We all know what it’s like to want a closer look at the beautiful adornments in a traditional Japanese home, but this kitten got a little too close for comfort.

When it comes to traditional houses in Japan, we’ve learnt that kitties have no qualms with sleeping under kotatsu heated tables and holding down new rugs with their bodies, but if there’s one thing they just can’t get enough of, it’s ripping through sliding paper doors to steal a peek into what lies behind them. We’ve seen owner after owner post photos of the mass destruction caused when cats get their claws into the highest corners of the doorway, with their bodies squeezed through the small squares of wood, leaving them looking half-puzzled, half-proud of what they’ve achieved.

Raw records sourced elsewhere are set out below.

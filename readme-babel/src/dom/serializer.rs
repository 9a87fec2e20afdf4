//! Node model → HTML
//!
//! Rebuilds `markup5ever_rcdom` handles from the owned tree and lets `html5ever`'s serializer
//! handle escaping, void elements and raw-text rules.

use super::{Element, Node as DomNode};
use crate::error::BabelError;
use html5ever::{
    ns, serialize, serialize::SerializeOpts, serialize::TraversalScope, Attribute, LocalName,
    QualName,
};
use markup5ever_rcdom::{Handle, Node, NodeData, SerializableHandle};
use std::cell::{Cell, RefCell};
use std::default::Default;
use std::rc::Rc;

/// Serialize the children of `root` (the root element itself is not emitted).
pub fn to_html(root: &Element) -> Result<String, BabelError> {
    let mut output = Vec::new();

    let opts = SerializeOpts {
        traversal_scope: TraversalScope::IncludeNode,
        ..Default::default()
    };

    for child in &root.children {
        let serializable = SerializableHandle::from(to_handle(child));
        serialize(&mut output, &serializable, opts.clone()).map_err(|e| {
            BabelError::Serialization(format!("HTML serialization failed: {e}"))
        })?;
    }

    String::from_utf8(output)
        .map_err(|e| BabelError::Serialization(format!("UTF-8 conversion failed: {e}")))
}

fn to_handle(node: &DomNode) -> Handle {
    match node {
        DomNode::Element(el) => {
            let handle = create_element(&el.tag, &el.attrs);
            for child in &el.children {
                handle.children.borrow_mut().push(to_handle(child));
            }
            handle
        }
        DomNode::Text(text) => create_text(text),
        DomNode::Comment(text) => create_comment(text),
    }
}

fn create_element(tag: &str, attrs: &[(String, String)]) -> Handle {
    let qual_name = QualName::new(None, ns!(html), LocalName::from(tag));
    let attributes = attrs
        .iter()
        .map(|(name, value)| Attribute {
            name: QualName::new(None, ns!(), LocalName::from(name.as_str())),
            value: value.clone().into(),
        })
        .collect();

    Rc::new(Node {
        parent: Cell::new(None),
        children: RefCell::new(Vec::new()),
        data: NodeData::Element {
            name: qual_name,
            attrs: RefCell::new(attributes),
            template_contents: Default::default(),
            mathml_annotation_xml_integration_point: false,
        },
    })
}

fn create_text(text: &str) -> Handle {
    Rc::new(Node {
        parent: Cell::new(None),
        children: RefCell::new(Vec::new()),
        data: NodeData::Text {
            contents: RefCell::new(text.to_string().into()),
        },
    })
}

fn create_comment(text: &str) -> Handle {
    Rc::new(Node {
        parent: Cell::new(None),
        children: RefCell::new(Vec::new()),
        data: NodeData::Comment {
            contents: text.to_string().into(),
        },
    })
}
use readme_babel::{render_markdown, serialize_to_markdown, Pipeline};

fn round_trip(markdown: &str) -> String {
    serialize_to_markdown(&render_markdown(markdown))
}

fn assert_identity(markdown: &str) {
    assert_eq!(round_trip(markdown), markdown);
    assert!(Pipeline::default().is_round_trip_stable(markdown));
}

#[test]
fn test_task_list_is_exact() {
    assert_identity("- [x] done");
    assert_identity("- [x] done\n- [ ] todo");
}

#[test]
fn test_fenced_code_keeps_language_and_quotes() {
    assert_identity("```javascript\nconsole.log(1);\n```");
    assert_identity("```js\nconst s = \"quoted\" + 'single';\n```");
}

#[test]
fn test_headings_and_emphasis() {
    assert_identity("# Title\n\n## Section\n\nSome **bold**, *italic* and ~~struck~~ text.");
}

#[test]
fn test_links_and_images() {
    assert_identity("See [the docs](https://docs.rs) for more.\n\n![Logo](logo.png \"The logo\")");
}

#[test]
fn test_nested_lists() {
    assert_identity("- one\n  - nested\n- two");
    assert_identity("1. first\n2. second");
}

#[test]
fn test_nested_mixed_task_lists() {
    assert_identity("- parent\n  - [x] child\n  - [ ] other");
    assert_identity("- [ ] parent\n  - plain child");
}

#[test]
fn test_code_showing_center_markup_is_untouched() {
    assert_identity("```html\n<div align=\"center\">\n```");
    assert_identity("Use `<div align=\"center\">` to center.");
}

#[test]
fn test_blockquote() {
    assert_identity("> quoted **text**");
}

#[test]
fn test_alert() {
    assert_identity("> [!WARNING]\n> Breaking change");
}

#[test]
fn test_table() {
    assert_identity("| A | B |\n| --- | :---: |\n| 1 | 2 |");
}

#[test]
fn test_badges() {
    assert_identity(
        "![build](https://img.shields.io/badge/build-passing-green?style=flat) ![license](https://img.shields.io/badge/license-MIT-blue)",
    );
}

#[test]
fn test_centered_block() {
    assert_identity("<div align=\"center\">\n\n# Project\n\n</div>");
}

#[test]
fn test_hard_break() {
    assert_identity("line one  \nline two");
}

#[test]
fn test_first_cycle_normalizes() {
    assert_eq!(round_trip("* a\n* b"), "- a\n- b");
    assert_eq!(round_trip("Title\n====="), "# Title");
    let pipeline = Pipeline::default();
    assert!(pipeline.is_round_trip_stable("* a\n\n* b"));
}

▼ Case in point: these daredevils.

One Japanese family was recently shocked to find their cat had gone one step above and beyond peering through paper doors, when they discovered the animal up in the elaborate ranma, the traditional transom panel found between the ceiling and the sliding doors. According to @pon_afro, who snapped this photo and shared it on Twitter, the cat, called Ponko-chan, simply woke up one morning and then got itself stuck in this unusual place.

Ranma are used in traditional Japanese homes to allow air flow and light to circulate between rooms, not curious kitties, so the tiny space the feline had squeezed into became a snug fit.

The puzzled cat was immediately rescued by a family member, despite the fact that the kitty was determined to make it out to the other side on its own.

After fending off its owner a few times, Ponko-chan finally realised it might be best to let its human handle this situation.

After being gently eased out of the hole, Ponko-chan seemed unfazed by the incident, curling up in between two cushions for a much-needed catnap.


Surprisingly, a number of fellow cat-owning Twitter users mentioned their own experiences with felines getting stuck in ranma, which suggests Ponko-chan isn’t the only cat with an insatiable attraction to the traditional Japanese feature. According to @pon_afro, Ponko-chan had climbed up on some nearby furniture in order to reach the high ledge, in an apparent attempt to get into the other room while the sliding doors were closed. Following the incident, however, the tall furniture has been moved well away from the transom, and @pon_afro urges other cat owners to do the same in their houses too.